JOHNSTOWN - An Albany engineering firm hired by the city Water Board to complete a state-required environmental assessment of the city's Cork Center Storage Reservoir Dam gave an update on progress recently, indicating no serious problems have been found.
City Water Department Senior Plant Operator Michael Hlozansky said today that Greenman-Pedersen Inc. of Albany was hired by the board to work with the state Department of Environmental Conservation. The DEC had mandated the Water Board submit engineering assessment by Aug. 19, which must be updated every 10 years.
However, Hlozansky said Greenman-Pedersen is still working on the assessment, with DEC's permission.
Engineer Eric Thorkildsen of Greenman-Pedersen Inc. of Albany gives a
presentation on a city dam analysis last week to the Johnstown Water Board.
The Leader-Herald/Michael Anich
Eric Thorkildsen, an engineer with Greenman-Pedersen Inc. of Albany, told the board last week that the Cork Center dam analysis is being done.
"We had some activity out there today," he said. "We had some drilling at the dam."

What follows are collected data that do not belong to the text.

//! Chromium-based renderer using chromiumoxide.

use super::{Navigation, RenderContext, Renderer};
use anyhow::{bail, Context, Result};
use async_trait::async_trait;
use chromiumoxide::browser::{Browser, BrowserConfig};
use chromiumoxide::page::{Page, ScreenshotParams};
use futures::StreamExt;
use std::path::PathBuf;
use std::time::Instant;

/// Find the Chromium binary path.
pub fn find_chromium() -> Option<PathBuf> {
    // 1. LUREBENCH_CHROMIUM_PATH env
    if let Ok(p) = std::env::var("LUREBENCH_CHROMIUM_PATH") {
        let path = PathBuf::from(&p);
        if path.exists() {
            return Some(path);
        }
    }

    // 2. ~/.lurebench/chromium/
    if let Some(home) = dirs::home_dir() {
        let candidates = if cfg!(target_os = "macos") {
            vec![
                home.join(".lurebench/chromium/chrome-mac-arm64/Google Chrome for Testing.app/Contents/MacOS/Google Chrome for Testing"),
                home.join(".lurebench/chromium/chrome-mac-x64/Google Chrome for Testing.app/Contents/MacOS/Google Chrome for Testing"),
                home.join(".lurebench/chromium/chrome"),
            ]
        } else {
            vec![
                home.join(".lurebench/chromium/chrome-linux64/chrome"),
                home.join(".lurebench/chromium/chrome"),
            ]
        };
        for c in candidates {
            if c.exists() {
                return Some(c);
            }
        }
    }

    // 3. System PATH
    for name in ["google-chrome", "chromium", "chromium-browser"] {
        if let Ok(path) = which::which(name) {
            return Some(path);
        }
    }

    // 4. Common macOS location
    if cfg!(target_os = "macos") {
        let common =
            PathBuf::from("/Applications/Google Chrome.app/Contents/MacOS/Google Chrome");
        if common.exists() {
            return Some(common);
        }
    }

    None
}

/// Chromium-based renderer.
pub struct ChromiumRenderer {
    browser: Browser,
}

impl ChromiumRenderer {
    /// Launch a headless Chromium instance.
    pub async fn new() -> Result<Self> {
        let chrome_path = find_chromium()
            .context("Chromium not found; set LUREBENCH_CHROMIUM_PATH or install Chrome")?;

        let config = BrowserConfig::builder()
            .chrome_executable(chrome_path)
            .arg("--headless=new")
            .arg("--disable-gpu")
            .arg("--no-sandbox")
            .arg("--disable-dev-shm-usage")
            .arg("--disable-extensions")
            .arg("--disable-background-networking")
            .build()
            .map_err(|e| anyhow::anyhow!("failed to build browser config: {e}"))?;

        let (browser, mut handler) = Browser::launch(config)
            .await
            .context("failed to launch Chromium")?;

        // Drive the CDP event stream for the lifetime of the browser.
        tokio::spawn(async move {
            while let Some(event) = handler.next().await {
                let _ = event;
            }
        });

        Ok(Self { browser })
    }
}

#[async_trait]
impl Renderer for ChromiumRenderer {
    async fn new_context(&self) -> Result<Box<dyn RenderContext>> {
        let page = self
            .browser
            .new_page("about:blank")
            .await
            .context("failed to create new page")?;
        Ok(Box::new(ChromiumContext { page }))
    }

    async fn shutdown(&self) -> Result<()> {
        // Browser is dropped when ChromiumRenderer is dropped
        Ok(())
    }
}

/// A single Chromium page context.
pub struct ChromiumContext {
    page: Page,
}

#[async_trait]
impl RenderContext for ChromiumContext {
    async fn navigate(&mut self, url: &str, timeout_ms: u64) -> Result<Navigation> {
        let start = Instant::now();

        let result = tokio::time::timeout(
            std::time::Duration::from_millis(timeout_ms),
            self.page.goto(url),
        )
        .await;

        let load_time_ms = start.elapsed().as_millis() as u64;

        match result {
            Ok(Ok(_response)) => {
                let _ = self.page.wait_for_navigation().await;

                let final_url = self
                    .page
                    .url()
                    .await
                    .unwrap_or_default()
                    .map(|u| u.to_string())
                    .unwrap_or_else(|| url.to_string());

                Ok(Navigation {
                    final_url,
                    load_time_ms,
                })
            }
            Ok(Err(e)) => bail!("navigation failed: {e}"),
            Err(_) => bail!("navigation timed out after {timeout_ms}ms"),
        }
    }

    async fn html(&self) -> Result<String> {
        let result = self
            .page
            .evaluate("document.documentElement.outerHTML")
            .await
            .context("failed to get HTML")?;

        let html: String = result
            .into_value()
            .map_err(|e| anyhow::anyhow!("failed to convert HTML result: {e:?}"))?;

        Ok(html)
    }

    async fn screenshot(&self, full_page: bool) -> Result<Vec<u8>> {
        self.page
            .screenshot(ScreenshotParams::builder().full_page(full_page).build())
            .await
            .context("screenshot failed")
    }

    async fn close(self: Box<Self>) -> Result<()> {
        let _ = self.page.close().await;
        Ok(())
    }
}

#[cfg(test)]
mod tests {
    use super::*;

    #[tokio::test]
    #[ignore] // Requires Chromium to be installed
    async fn navigate_and_read_back() {
        let renderer = ChromiumRenderer::new()
            .await
            .expect("failed to create renderer");
        let mut ctx = renderer
            .new_context()
            .await
            .expect("failed to create context");

        let nav = ctx
            .navigate("data:text/html,<h1>Hello</h1><p>World</p>", 10000)
            .await
            .expect("navigation failed");
        assert!(nav.load_time_ms < 10000);

        let html = ctx.html().await.expect("html failed");
        assert!(html.contains("<h1>Hello</h1>"));
        assert!(html.contains("<p>World</p>"));

        let png = ctx.screenshot(true).await.expect("screenshot failed");
        assert!(!png.is_empty());

        ctx.close().await.expect("close failed");
        renderer.shutdown().await.expect("shutdown failed");
    }
}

Thorkildsen said an eight-inch hole was bored to do some analysis and take soil samples. He said the tests had to go down several feet to "get a feeling for the rock" at the dam, and measure erosion from the crest to the base.
"They can figure how the seepage is going through the dam," he said.
The DEC found erosion and seepage at the city's Cork Center Storage Reservoir Dam during an inspection in April. The state found the dam's upstream slope is showing evidence of wave erosion. The state also found "sloughing," or embankment movement, at the dam's downstream area. Also found was "undesirable growth," such as saplings and trees, on the service spillway's right and left downstream training walls.
"All dams have seepage," Thorkildsen said. "It's just how much and where it's going."
He said his company can eventually install a pipe to protect the dam, or put in a "mini-manhole" at the site.
Thorkildsen said the Cork Center was constructed with a concrete core and the amount of water going through the dam is being measured. Nothing his firm found presents a "serious problem" so far. He said work being done will benefit the city's water system down the line.
"Now we'll have a nice good baseline," he said.